* Data for this task

//! CLI configuration.

use anyhow::{Context, Result};
use kostyarok_commerce::catalog::CategoryFilter;
use kostyarok_commerce::search::{FilterCriteria, PRICE_SLIDER_MAX};
use serde::{Deserialize, Serialize};

/// Default config file name.
pub const CONFIG_FILE_NAME: &str = "kostyarok.toml";

/// CLI configuration file.
#[derive(Debug, Clone, Serialize, Deserialize, PartialEq)]
pub struct CliConfig {
    /// Log level used when `RUST_LOG` is unset.
    #[serde(default = "default_log_level")]
    pub log_level: String,

    /// Initial filter criteria.
    #[serde(default)]
    pub filter: FilterConfig,

    /// Output settings.
    #[serde(default)]
    pub output: OutputConfig,
}

fn default_log_level() -> String {
    "warn".to_string()
}

impl Default for CliConfig {
    fn default() -> Self {
        Self {
            log_level: default_log_level(),
            filter: FilterConfig::default(),
            output: OutputConfig::default(),
        }
    }
}

impl CliConfig {
    /// Load config from a file.
    pub fn load(path: &str) -> Result<Self> {
        let content = std::fs::read_to_string(path)
            .with_context(|| format!("Failed to read config file: {}", path))?;

        if path.ends_with(".json") {
            serde_json::from_str(&content)
                .with_context(|| format!("Failed to parse JSON config: {}", path))
        } else {
            toml::from_str(&content)
                .with_context(|| format!("Failed to parse TOML config: {}", path))
        }
    }

    /// Save config to a file.
    pub fn save(&self, path: &str) -> Result<()> {
        let content = if path.ends_with(".json") {
            serde_json::to_string_pretty(self)?
        } else {
            toml::to_string_pretty(self)?
        };

        std::fs::write(path, content)
            .with_context(|| format!("Failed to write config file: {}", path))
    }
}

/// Initial filter settings.
#[derive(Debug, Clone, Serialize, Deserialize, PartialEq)]
pub struct FilterConfig {
    /// Search text.
    #[serde(default)]
    pub search: String,

    /// Category id or "all".
    #[serde(default = "default_category")]
    pub category: String,

    /// Lower price bound.
    #[serde(default)]
    pub min_price: u64,

    /// Upper price bound.
    #[serde(default = "default_max_price")]
    pub max_price: u64,

    /// Minimum rating.
    #[serde(default)]
    pub min_rating: f64,
}

fn default_category() -> String {
    "all".to_string()
}

fn default_max_price() -> u64 {
    PRICE_SLIDER_MAX
}

impl Default for FilterConfig {
    fn default() -> Self {
        Self {
            search: String::new(),
            category: default_category(),
            min_price: 0,
            max_price: default_max_price(),
            min_rating: 0.0,
        }
    }
}

impl FilterConfig {
    /// Build filter criteria, failing on an unknown category.
    pub fn to_criteria(&self) -> Result<FilterCriteria> {
        let category: CategoryFilter = self
            .category
            .parse()
            .with_context(|| format!("Invalid [filter] category: {}", self.category))?;

        Ok(FilterCriteria::new()
            .with_search(self.search.clone())
            .with_category(category)
            .with_price_range(self.min_price, self.max_price)
            .with_min_rating(self.min_rating))
    }
}

/// Output settings.
#[derive(Debug, Clone, Serialize, Deserialize, PartialEq)]
pub struct OutputConfig {
    /// Colored terminal output.
    #[serde(default = "default_true")]
    pub color: bool,
}

fn default_true() -> bool {
    true
}

impl Default for OutputConfig {
    fn default() -> Self {
        Self { color: true }
    }
}

/// Generate a default kostyarok.toml config file.
pub fn generate_default_config() -> String {
    format!(
        r#"# Kostyarok storefront configuration

# Used when RUST_LOG is not set
log_level = "warn"

# Initial catalog filter
[filter]
search = ""
category = "all"
min_price = 0
max_price = {PRICE_SLIDER_MAX}
min_rating = 0.0

[output]
color = true
"#
    )
}

#[cfg(test)]
mod tests {
    use super::*;
    use kostyarok_commerce::catalog::CategoryId;

    #[test]
    fn test_generated_config_parses_to_default() {
        let config: CliConfig = toml::from_str(&generate_default_config()).unwrap();
        assert_eq!(config, CliConfig::default());
    }

    #[test]
    fn test_partial_config_uses_defaults() {
        let config: CliConfig = toml::from_str(
            r#"
[filter]
category = "engines"
"#,
        )
        .unwrap();

        assert_eq!(config.log_level, "warn");
        assert_eq!(config.filter.max_price, 10_000);
        let criteria = config.filter.to_criteria().unwrap();
        assert_eq!(criteria.category, CategoryFilter::Only(CategoryId::Engines));
    }

    #[test]
    fn test_unknown_category_is_rejected() {
        let filter = FilterConfig {
            category: "boats".into(),
            ..FilterConfig::default()
        };
        assert!(filter.to_criteria().is_err());
    }

    #[test]
    fn test_save_and_load() {
        let dir = tempfile::tempdir().unwrap();

        for name in [CONFIG_FILE_NAME, "kostyarok.json"] {
            let path = dir.path().join(name);
            let path = path.to_str().unwrap();

            let mut config = CliConfig::default();
            config.filter.search = "часы".into();
            config.output.color = false;
            config.save(path).unwrap();

            assert_eq!(CliConfig::load(path).unwrap(), config);
        }
    }

    #[test]
    fn test_missing_file_is_error() {
        let dir = tempfile::tempdir().unwrap();
        let path = dir.path().join("absent.toml");
        assert!(CliConfig::load(path.to_str().unwrap()).is_err());
    }
}
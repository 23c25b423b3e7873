//! Catalog filtering and checkout behaviour across the public API.

use kostyarok_commerce::prelude::*;
use pretty_assertions::assert_eq;
use proptest::prelude::*;

fn category_filter() -> impl Strategy<Value = CategoryFilter> {
    prop_oneof![
        Just(CategoryFilter::All),
        Just(CategoryFilter::Only(CategoryId::Watches)),
        Just(CategoryFilter::Only(CategoryId::Parts)),
        Just(CategoryFilter::Only(CategoryId::Instruments)),
        Just(CategoryFilter::Only(CategoryId::Accessories)),
        Just(CategoryFilter::Only(CategoryId::Engines)),
    ]
}

fn search_text() -> impl Strategy<Value = String> {
    prop_oneof![
        Just(String::new()),
        Just("паровой".to_string()),
        Just("ЧАСЫ".to_string()),
        Just("ъ".to_string()),
        Just("нет такого".to_string()),
        "[а-яА-Я]{0,3}",
    ]
}

fn criteria() -> impl Strategy<Value = FilterCriteria> {
    (
        search_text(),
        category_filter(),
        0u64..12_000,
        0u64..12_000,
        0.0f64..=5.0,
    )
        .prop_map(|(search, category, min, max, rating)| {
            FilterCriteria::new()
                .with_search(search)
                .with_category(category)
                .with_price_range(min, max)
                .with_min_rating(rating)
        })
}

fn product_id() -> impl Strategy<Value = u32> {
    1u32..=8
}

proptest! {
    #[test]
    fn prop_filter_is_ordered_subsequence(criteria in criteria()) {
        let catalog = Catalog::seeded();
        let filtered = catalog.filter(&criteria);

        let mut source = catalog.products().iter();
        for product in &filtered {
            prop_assert!(source.any(|p| p == product));
        }
    }

    #[test]
    fn prop_filter_results_satisfy_criteria(criteria in criteria()) {
        let catalog = Catalog::seeded();
        let filtered = catalog.filter(&criteria);
        let expected = catalog.products().iter().filter(|p| criteria.matches(p)).count();

        prop_assert_eq!(filtered.len(), expected);
        for product in &filtered {
            prop_assert!(criteria.price_range.contains(product.price));
            prop_assert!(product.rating >= criteria.min_rating);
            prop_assert!(criteria.category.admits(product.category));
        }
    }

    #[test]
    fn prop_pay_always_resets(
        adds in prop::collection::vec(product_id(), 0..12),
        open in any::<bool>(),
        card in ".{0,20}",
    ) {
        let catalog = Catalog::seeded();
        let mut session = CheckoutSession::new();
        for id in &adds {
            session.add_to_cart(catalog.get(ProductId::new(*id)).unwrap());
        }
        if open {
            session.open_checkout();
        }
        session.set_payment_field(PaymentField::CardNumber, card);
        let expected_total = session.total_amount();

        let confirmation = session.pay();

        prop_assert_eq!(confirmation.total, expected_total);
        prop_assert!(session.cart().is_empty());
        prop_assert!(session.payment_form().is_blank());
        prop_assert!(!session.is_checkout_open());
        prop_assert_eq!(session.state(), CheckoutState::Empty);
    }

    #[test]
    fn prop_total_matches_line_sum(
        ops in prop::collection::vec((product_id(), -3i64..6), 0..20),
    ) {
        let catalog = Catalog::seeded();
        let mut session = CheckoutSession::new();
        for (id, qty) in ops {
            let id = ProductId::new(id);
            session.add_to_cart(catalog.get(id).unwrap());
            session.update_quantity(id, qty);
        }

        let by_hand: u64 = session
            .cart()
            .items()
            .map(|i| i.price.amount() * u64::from(i.quantity))
            .sum();
        prop_assert_eq!(session.total_amount().amount(), by_hand);
        prop_assert!(session.cart().items().all(|i| i.quantity >= 1));
    }
}

#[test]
fn test_default_criteria_return_full_catalog() {
    let catalog = Catalog::seeded();
    assert_eq!(catalog.filter(&FilterCriteria::default()), catalog.products().to_vec());
}

#[test]
fn test_add_twice_yields_quantity_two() {
    let catalog = Catalog::seeded();
    let compass = catalog.get(ProductId::new(3)).unwrap();
    let mut session = CheckoutSession::new();
    session.add_to_cart(compass);
    session.add_to_cart(compass);

    assert_eq!(session.unique_item_count(), 1);
    assert_eq!(session.cart().get(compass.id).map(|i| i.quantity), Some(2));
}

#[test]
fn test_zero_and_negative_quantity_remove() {
    let catalog = Catalog::seeded();
    let mut session = CheckoutSession::new();
    session.add_to_cart(catalog.get(ProductId::new(1)).unwrap());
    session.add_to_cart(catalog.get(ProductId::new(2)).unwrap());

    session.update_quantity(ProductId::new(1), 0);
    session.update_quantity(ProductId::new(2), -5);
    assert!(session.cart().is_empty());
}

#[test]
fn test_total_for_two_products() {
    let catalog = Catalog::seeded();
    let mut session = CheckoutSession::new();
    let chronometer = catalog.get(ProductId::new(1)).unwrap();
    let gear = catalog.get(ProductId::new(2)).unwrap();
    assert_eq!(chronometer.price, Money::new(4500));
    assert_eq!(gear.price, Money::new(890));

    session.add_to_cart(chronometer);
    session.add_to_cart(gear);
    session.add_to_cart(gear);
    assert_eq!(session.total_amount(), Money::new(6280));
}

#[test]
fn test_chronometer_scenario() {
    let catalog = Catalog::seeded();
    let criteria = FilterCriteria::new()
        .with_search("хронометр")
        .with_category(CategoryFilter::All)
        .with_price_range(0, 10_000)
        .with_min_rating(0.0);

    let found = catalog.filter(&criteria);
    assert_eq!(found.len(), 1);
    assert_eq!(found[0].name, "Паровой Хронометр");
    assert_eq!(found[0].rating, 4.8);
    assert_eq!(found[0].category, CategoryId::Watches);

    let stricter = criteria.with_min_rating(4.85);
    assert!(catalog.filter(&stricter).is_empty());
}
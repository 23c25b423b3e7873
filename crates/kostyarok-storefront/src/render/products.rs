//! Product cards.

use kostyarok_commerce::catalog::Product;

use super::html::{html_escape, icon, render_stars};

/// Render a product card with its add-to-cart button.
pub fn render_product_card(product: &Product, with_category: bool) -> String {
    let badge = if with_category {
        format!(
            r#"<span class="badge secondary">{}</span>"#,
            product.category.display_name()
        )
    } else {
        String::new()
    };

    format!(
        r#"<article class="card neon-card product-card" data-product-id="{id}">
    <header>
        <div class="product-image">{image}</div>
        {badge}
        <h3 class="card-title">{name}</h3>
        <p class="card-description">{seller}</p>
    </header>
    <div class="card-content">
        {stars}
        <p class="reviews">{reviews} отзывов</p>
        <p class="price">{price}</p>
    </div>
    <footer>
        <button class="btn add-to-cart" data-action="add" data-product-id="{id}">{cart_icon}В корзину</button>
    </footer>
</article>"#,
        id = product.id,
        image = html_escape(&product.image),
        name = html_escape(&product.name),
        seller = html_escape(&product.seller),
        stars = render_stars(product.rating),
        reviews = product.reviews,
        price = product.price.display(),
        cart_icon = icon("ShoppingCart"),
    )
}

/// Render a grid of product cards.
pub fn render_product_grid(products: &[Product], with_category: bool) -> String {
    let cards: Vec<String> = products
        .iter()
        .map(|p| render_product_card(p, with_category))
        .collect();

    format!(r#"<div class="product-grid">{}</div>"#, cards.join("\n"))
}
//! Session state and HTML views for the Kostyarok storefront.
//!
//! - [`View`] - the six navigation pages
//! - [`AppState`] / [`Action`] - one session's state and its reducer
//! - [`render`] - HTML for the current view wrapped in the page chrome

mod error;
pub mod render;
mod state;
mod view;

pub use error::StorefrontError;
pub use render::{render, render_view};
pub use state::{Action, AppState, Notice};
pub use view::{list_views, View};

// Re-export the domain crate for convenience
pub use kostyarok_commerce;
//! List storefront views.

use anyhow::Result;
use kostyarok_storefront::list_views;
use serde::Serialize;

use crate::context::Context;
use crate::output::pad;

#[derive(Serialize)]
struct ViewRow {
    id: &'static str,
    label: &'static str,
    icon: &'static str,
}

/// Run the views command.
pub fn run(ctx: &Context) -> Result<()> {
    let rows: Vec<ViewRow> = list_views()
        .into_iter()
        .map(|v| ViewRow {
            id: v.id(),
            label: v.label(),
            icon: v.icon(),
        })
        .collect();

    if ctx.output.is_json() {
        ctx.output.json(&rows);
        return Ok(());
    }

    ctx.output.header("Views");
    for row in &rows {
        ctx.output.list_item(&format!("{} {}", pad(row.id, 10), row.label));
    }

    Ok(())
}
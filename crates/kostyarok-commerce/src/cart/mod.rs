//! Shopping cart module.
//!
//! Contains the cart, its line items and the total calculator.

mod cart;
mod pricing;

pub use cart::{Cart, CartItem};
pub use pricing::{CartTotals, LineTotal};
//! CLI command implementations.

pub mod catalog;
pub mod config;
pub mod render;
pub mod search;
pub mod sellers;
pub mod shop;
pub mod views;

use clap::{Args, Subcommand};

/// Arguments for the search command.
///
/// Unset flags fall back to the `[filter]` section of the config file.
#[derive(Args)]
pub struct SearchArgs {
    /// Case-insensitive text matched against product and seller names.
    #[arg(short, long)]
    pub query: Option<String>,

    /// Category id, or "all".
    #[arg(short = 'C', long)]
    pub category: Option<String>,

    /// Lower price bound in roubles.
    #[arg(long)]
    pub min_price: Option<u64>,

    /// Upper price bound in roubles.
    #[arg(long)]
    pub max_price: Option<u64>,

    /// Minimum rating (0-5).
    #[arg(short = 'r', long)]
    pub min_rating: Option<f64>,
}

/// Arguments for the render command.
#[derive(Args)]
pub struct RenderArgs {
    /// View id (home, catalog, about, sellers, add, contacts).
    #[arg(default_value = "home")]
    pub view: String,

    /// Wrap the view in navigation, cart panel and footer.
    #[arg(long)]
    pub full: bool,
}

/// Arguments for the shop command.
#[derive(Args)]
pub struct ShopArgs {
    /// Start on this view.
    #[arg(long, default_value = "catalog")]
    pub view: String,
}

/// Arguments for the config command.
#[derive(Args)]
pub struct ConfigArgs {
    #[command(subcommand)]
    pub command: ConfigCommand,
}

#[derive(Subcommand)]
pub enum ConfigCommand {
    /// Show current configuration.
    Show,

    /// Initialize a new config file.
    Init {
        /// Target file; a `.json` extension writes JSON.
        #[arg(default_value = "kostyarok.toml")]
        path: String,

        /// Overwrite existing config.
        #[arg(short, long)]
        force: bool,
    },
}
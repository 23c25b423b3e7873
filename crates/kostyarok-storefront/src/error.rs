//! Storefront error types.

use kostyarok_commerce::CommerceError;
use thiserror::Error;

/// Errors raised while interpreting user input for the storefront.
#[derive(Error, Debug, Clone, PartialEq, Eq)]
pub enum StorefrontError {
    /// View id not one of the six storefront pages.
    #[error("Unknown view: {0}")]
    UnknownView(String),

    /// Commerce value could not be parsed.
    #[error(transparent)]
    Commerce(#[from] CommerceError),
}
//! Home page: hero banner and popular products.

use kostyarok_commerce::catalog::Catalog;

use super::html::icon;
use super::products::render_product_grid;

pub fn render_home(catalog: &Catalog) -> String {
    format!(
        r#"<div class="page home" data-view="home">
    <section class="hero neon-card">
        <div class="gear gear-top">⚙️</div>
        <div class="gear gear-bottom">⚙️</div>
        <h1 class="neon-glow">КОСТЯРОКЪ</h1>
        <p class="tagline">Паровой Маркетплейсъ Механизмовъ</p>
        <p class="lead">Откройте для себя уникальные стимпанк-товары от лучших мастеров Империи. Часовые механизмы, паровые двигатели и викторианские аксессуары ждут вас!</p>
        <button class="btn neon-border" data-action="navigate" data-view="catalog">{bag}Перейти в каталог</button>
    </section>
    <section class="popular">
        <h2 class="neon-glow">Популярные товары</h2>
        {grid}
    </section>
</div>"#,
        bag = icon("ShoppingBag"),
        grid = render_product_grid(catalog.popular(), false),
    )
}
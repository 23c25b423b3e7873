//! Seller directory aggregates.

use crate::catalog::{Catalog, Product};
use serde::{Deserialize, Serialize};

/// Sellers featured on the sellers page, in display order.
pub const FEATURED_SELLERS: [&str; 6] = [
    "Мастер Григорий",
    "Заводъ №7",
    "Навигаторъ",
    "Оптика Времени",
    "Механикус",
    "Измеритель",
];

/// Featured seller names.
pub fn featured_sellers() -> &'static [&'static str] {
    &FEATURED_SELLERS
}

/// Per-seller figures derived from the catalog.
#[derive(Debug, Clone, Serialize, Deserialize, PartialEq)]
pub struct SellerSummary {
    /// Seller name.
    pub name: String,
    /// Number of listed products.
    pub product_count: usize,
    /// Mean product rating, `None` if the seller lists nothing.
    pub average_rating: Option<f64>,
    /// Reviews summed across products.
    pub total_reviews: u64,
}

impl SellerSummary {
    /// Aggregate the products listed by `name` (exact match).
    pub fn for_seller(products: &[Product], name: &str) -> Self {
        let listed: Vec<&Product> = products.iter().filter(|p| p.seller == name).collect();
        let product_count = listed.len();
        let average_rating = (product_count > 0)
            .then(|| listed.iter().map(|p| p.rating).sum::<f64>() / product_count as f64);
        let total_reviews = listed.iter().map(|p| u64::from(p.reviews)).sum();

        Self {
            name: name.to_string(),
            product_count,
            average_rating,
            total_reviews,
        }
    }
}

/// Summaries for every featured seller.
pub fn seller_directory(catalog: &Catalog) -> Vec<SellerSummary> {
    featured_sellers()
        .iter()
        .map(|name| SellerSummary::for_seller(catalog.products(), name))
        .collect()
}

#[cfg(test)]
mod tests {
    use super::*;

    #[test]
    fn test_directory_order() {
        let directory = seller_directory(&Catalog::seeded());
        let names: Vec<&str> = directory.iter().map(|s| s.name.as_str()).collect();
        assert_eq!(names, FEATURED_SELLERS);
    }

    #[test]
    fn test_single_product_seller() {
        let catalog = Catalog::seeded();
        let summary = SellerSummary::for_seller(catalog.products(), "Механикус");
        assert_eq!(summary.product_count, 1);
        assert_eq!(summary.average_rating, Some(4.9));
        assert_eq!(summary.total_reviews, 312);
    }

    #[test]
    fn test_unknown_seller() {
        let catalog = Catalog::seeded();
        let summary = SellerSummary::for_seller(catalog.products(), "Никто");
        assert_eq!(summary.product_count, 0);
        assert_eq!(summary.average_rating, None);
        assert_eq!(summary.total_reviews, 0);
    }
}
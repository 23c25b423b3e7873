//! Kostyarok CLI - browse the catalog and run a shopping session.
//!
//! Commands:
//! - `kostyarok views` - List storefront views
//! - `kostyarok catalog` - List all products
//! - `kostyarok categories` - List categories
//! - `kostyarok search` - Filter the catalog
//! - `kostyarok sellers` - Show the seller directory
//! - `kostyarok render` - Print the HTML of a view
//! - `kostyarok shop` - Interactive shopping session
//! - `kostyarok config` - Manage configuration

mod commands;
mod config;
mod context;
mod logging;
mod output;

use anyhow::Result;
use clap::{Parser, Subcommand};

use commands::{ConfigArgs, RenderArgs, SearchArgs, ShopArgs};

/// Kostyarok - steam-powered marketplace of mechanisms
#[derive(Parser)]
#[command(name = "kostyarok")]
#[command(author, version, about, long_about = None)]
#[command(propagate_version = true)]
struct Cli {
    /// Enable verbose output
    #[arg(short, long, global = true)]
    verbose: bool,

    /// Use JSON output format
    #[arg(long, global = true)]
    json: bool,

    /// Config file path
    #[arg(short, long, global = true)]
    config: Option<String>,

    #[command(subcommand)]
    command: Commands,
}

#[derive(Subcommand)]
enum Commands {
    /// List storefront views
    Views,

    /// List every product in the catalog
    Catalog,

    /// List product categories
    Categories,

    /// Filter the catalog
    Search(SearchArgs),

    /// Show the featured seller directory
    Sellers,

    /// Print the HTML of a view
    Render(RenderArgs),

    /// Run an interactive shopping session
    Shop(ShopArgs),

    /// Manage configuration
    Config(ConfigArgs),
}

fn main() -> Result<()> {
    let cli = Cli::parse();

    let output = output::Output::new(cli.verbose, cli.json);

    let config_path = cli.config.as_deref();
    let ctx = match context::Context::load(config_path, output.clone()) {
        Ok(ctx) => ctx,
        Err(e) => {
            output.error(&format!("{:#}", e));
            std::process::exit(1);
        }
    };

    logging::init_tracing(&ctx.config.log_level, cli.verbose);
    console::set_colors_enabled(ctx.config.output.color);

    let result = match cli.command {
        Commands::Views => commands::views::run(&ctx),
        Commands::Catalog => commands::catalog::run_catalog(&ctx),
        Commands::Categories => commands::catalog::run_categories(&ctx),
        Commands::Search(args) => commands::search::run(args, &ctx),
        Commands::Sellers => commands::sellers::run(&ctx),
        Commands::Render(args) => commands::render::run(args, &ctx),
        Commands::Shop(args) => commands::shop::run(args, &ctx),
        Commands::Config(args) => commands::config::run(args, &ctx),
    };

    if let Err(e) = result {
        ctx.output.error(&format!("{:#}", e));
        std::process::exit(1);
    }

    Ok(())
}
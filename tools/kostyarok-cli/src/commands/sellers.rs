//! Seller directory.

use anyhow::Result;
use kostyarok_commerce::catalog::{seller_directory, Catalog};

use crate::context::Context;

const WIDTHS: [usize; 4] = [24, 9, 7, 8];

/// Run the sellers command.
pub fn run(ctx: &Context) -> Result<()> {
    let sellers = seller_directory(&Catalog::seeded());

    if ctx.output.is_json() {
        ctx.output.json(&sellers);
        return Ok(());
    }

    ctx.output.header("Sellers");
    ctx.output.table_row(&["NAME", "PRODUCTS", "RATING", "REVIEWS"], &WIDTHS);
    for s in &sellers {
        let rating = s
            .average_rating
            .map(|r| format!("{:.1}", r))
            .unwrap_or_else(|| "-".to_string());
        ctx.output.table_row(
            &[
                &s.name,
                &s.product_count.to_string(),
                &rating,
                &s.total_reviews.to_string(),
            ],
            &WIDTHS,
        );
    }

    Ok(())
}
//! Built-in catalog contents.

use crate::catalog::{CategoryId, Product};

/// The eight products listed on the storefront, in display order.
pub fn seed_products() -> Vec<Product> {
    vec![
        Product::new(1, "Паровой Хронометр", 4500, "Мастер Григорий", CategoryId::Watches)
            .with_rating(4.8, 156)
            .with_image("⌚"),
        Product::new(2, "Медная Шестеренка", 890, "Заводъ №7", CategoryId::Parts)
            .with_rating(4.5, 89)
            .with_image("⚙️"),
        Product::new(3, "Латунный Компас", 2300, "Навигаторъ", CategoryId::Instruments)
            .with_rating(4.9, 234)
            .with_image("🧭"),
        Product::new(4, "Викторианские Очки", 1200, "Оптика Времени", CategoryId::Accessories)
            .with_rating(4.6, 178)
            .with_image("👓"),
        Product::new(5, "Паровой Двигатель", 8900, "Механикус", CategoryId::Engines)
            .with_rating(4.9, 312)
            .with_image("🔧"),
        Product::new(6, "Манометр Давления", 1450, "Измеритель", CategoryId::Instruments)
            .with_rating(4.4, 67)
            .with_image("📊"),
        Product::new(7, "Кожаный Ремень", 670, "Кожевникъ", CategoryId::Accessories)
            .with_rating(4.7, 145)
            .with_image("👔"),
        Product::new(8, "Карманные Часы", 3200, "Часовщикъ", CategoryId::Watches)
            .with_rating(4.8, 289)
            .with_image("⏰"),
    ]
}
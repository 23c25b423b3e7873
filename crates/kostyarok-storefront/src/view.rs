//! Storefront views.

use crate::error::StorefrontError;
use serde::{Deserialize, Serialize};
use std::fmt;
use std::str::FromStr;

/// The six pages reachable from the navigation bar.
#[derive(Debug, Clone, Copy, PartialEq, Eq, Hash, Serialize, Deserialize, Default)]
#[serde(rename_all = "lowercase")]
pub enum View {
    #[default]
    Home,
    Catalog,
    About,
    Sellers,
    #[serde(rename = "add")]
    AddProduct,
    Contacts,
}

impl View {
    /// Every view, in navigation order.
    pub const ALL: [View; 6] = [
        View::Home,
        View::Catalog,
        View::About,
        View::Sellers,
        View::AddProduct,
        View::Contacts,
    ];

    pub fn id(&self) -> &'static str {
        match self {
            View::Home => "home",
            View::Catalog => "catalog",
            View::About => "about",
            View::Sellers => "sellers",
            View::AddProduct => "add",
            View::Contacts => "contacts",
        }
    }

    /// Navigation label.
    pub fn label(&self) -> &'static str {
        match self {
            View::Home => "Главная",
            View::Catalog => "Каталог",
            View::About => "О нас",
            View::Sellers => "Продавцы",
            View::AddProduct => "Выставить товар",
            View::Contacts => "Контакты",
        }
    }

    /// Navigation icon name.
    pub fn icon(&self) -> &'static str {
        match self {
            View::Home => "Home",
            View::Catalog => "Package",
            View::About => "Info",
            View::Sellers => "Store",
            View::AddProduct => "Upload",
            View::Contacts => "Mail",
        }
    }
}

/// All storefront views, in navigation order.
pub fn list_views() -> [View; 6] {
    View::ALL
}

impl fmt::Display for View {
    fn fmt(&self, f: &mut fmt::Formatter<'_>) -> fmt::Result {
        f.write_str(self.id())
    }
}

impl FromStr for View {
    type Err = StorefrontError;

    fn from_str(s: &str) -> Result<Self, Self::Err> {
        let wanted = s.trim().to_lowercase();
        View::ALL
            .into_iter()
            .find(|v| v.id() == wanted)
            .ok_or_else(|| StorefrontError::UnknownView(s.to_string()))
    }
}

* Problem description
If a line above includes the string "ShopArgs", pick it out.

* Answer to this problem
pub struct ShopArgs {
use commands::{ConfigArgs, RenderArgs, SearchArgs, ShopArgs};
    Shop(ShopArgs),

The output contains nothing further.